Notice
Thread ordered by most liked posts - View normal thread.

Dustye

Well-known member
I enjoyed the first few episodes of their podcast, and have followed Jessie's stand-up and doodles for a while (even have one hanging in our hall), but I had to stop listening with all the weight chat. Felt way too triggering from an ED perspective. Think I've also had my fill of podcasts from thin white women with posh voices!
 
  • Like
  • Heart
Reactions: 8

blueberriesarenice

Well-known member
Latest episode of WIK kinda depressed me. Jessie sounded deflated but I don’t listen to it much tbf, maybe she was just being normal. When she talked about how she’d missed auditioning and stuff, missed having stuff for her, it was like - whyyy did she rush to have another baby so soon after Tenn, she could have had relatively way more freedom than she does right now, covid is out the way and Alfie was absent anyway - it must just feel shitty, having another newborn in tow and her acting career kicked down the road again. I do hope her audition went well. It sounds like she really wanted it.
She was being very flippant about Alfie being back and Becker “finally meeting his daddy”, though maybe a bit passive aggressive about the fact he left. (Wtf was the weird part about how when she was away she wanted to make the flat so nice that Alfie wouldn’t want to leave again… still can’t work out if she’s trolling us lol!) She did acknowledge how much her mum has facilitated her as a mother recently. Her mum puts the kids to bed, sleeps with them, does school dropoffs, bath times, cleaning and cooking… she’s essentially a 24/7 nanny presumably unpaid and it kinda makes you wonder how much Jessie actually sees her older kids now!

I realise “it must feel shitty” sounds a bit harsh, I’m a mum too and I guess I just mean i could tell she was feeling kind of torn and anxious about the prospect of her career with a newborn. It’s obvious becker is loved and wanted by her. But she does seem to yearn for something else too.
 
  • Like
  • Wow
Reactions: 8

blueberriesarenice

Well-known member
Alfie just takes them to school?(when she is in hospital?!?) This is absolutely mad to me. My husband takes our child to school every day and picks her up a few times a week, cooks dinner almost every night and does her breakfast every day, takes her to clubs, bike riding, plays games with her, bakes with her, reads bedtime stories most nights, etc etc ad infinitum. Because he is her dad. I actually had to think hard about what he does “specifically” because it’s all just completely natural and normal for us to share the care of our child.
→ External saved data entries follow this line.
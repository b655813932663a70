//! 公共工具模块

use std::time::Duration;

/// 安全地截断 UTF-8 字符串，确保不会在多字节字符中间截断
///
/// 返回不超过 `max_bytes` 字节的最长有效 UTF-8 子串
pub fn truncate_str_safe(s: &str, max_bytes: usize) -> &str {
    if s.len() <= max_bytes {
        return s;
    }

    // 从 max_bytes 位置向前查找有效的字符边界
    let mut end = max_bytes;
    while end > 0 && !s.is_char_boundary(end) {
        end -= 1;
    }

    &s[..end]
}

/// 安全地截断字符串并添加省略号后缀
///
/// 用于把服务端返回的错误正文写进日志
pub fn truncate_with_ellipsis(s: &str, max_bytes: usize) -> String {
    if s.len() <= max_bytes {
        return s.to_string();
    }

    // 为省略号预留空间
    let truncate_at = if max_bytes > 3 { max_bytes - 3 } else { max_bytes };
    let truncated = truncate_str_safe(s, truncate_at);
    format!("{}...", truncated)
}

/// 四舍五入保留 `digits` 位小数
pub fn round_to(value: f64, digits: i32) -> f64 {
    let factor = 10f64.powi(digits);
    (value * factor).round() / factor
}

/// Duration 转换为秒（浮点）
pub fn secs(d: Duration) -> f64 {
    d.as_secs_f64()
}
And if I was in a vulnerable pregnancy no way would he be talking about boys holidays or shagging other women. It’s just so far from normal, what she accepts. And it’s treated like this big joke we aren’t “boho” enough to get. Between this toxic relationship and jesse and bebe’s desperate need for attention and their desire to monetise their entire family forever, it just makes me feel grubby! Hope those kids aren’t too affected by it.
 
  • Like
Reactions: 8

maytoseptember

VIP Member
Totally agree that she seems strangely proud of how tiny her baby is, like it’s proof of how disciplined she was with her eating or something.

I mean, if you have to be induced for medical reasons because they’re concerned that your baby isn’t growing, that’s nothing to be happy about. I really think her food issues are bigger than she possibly lets on.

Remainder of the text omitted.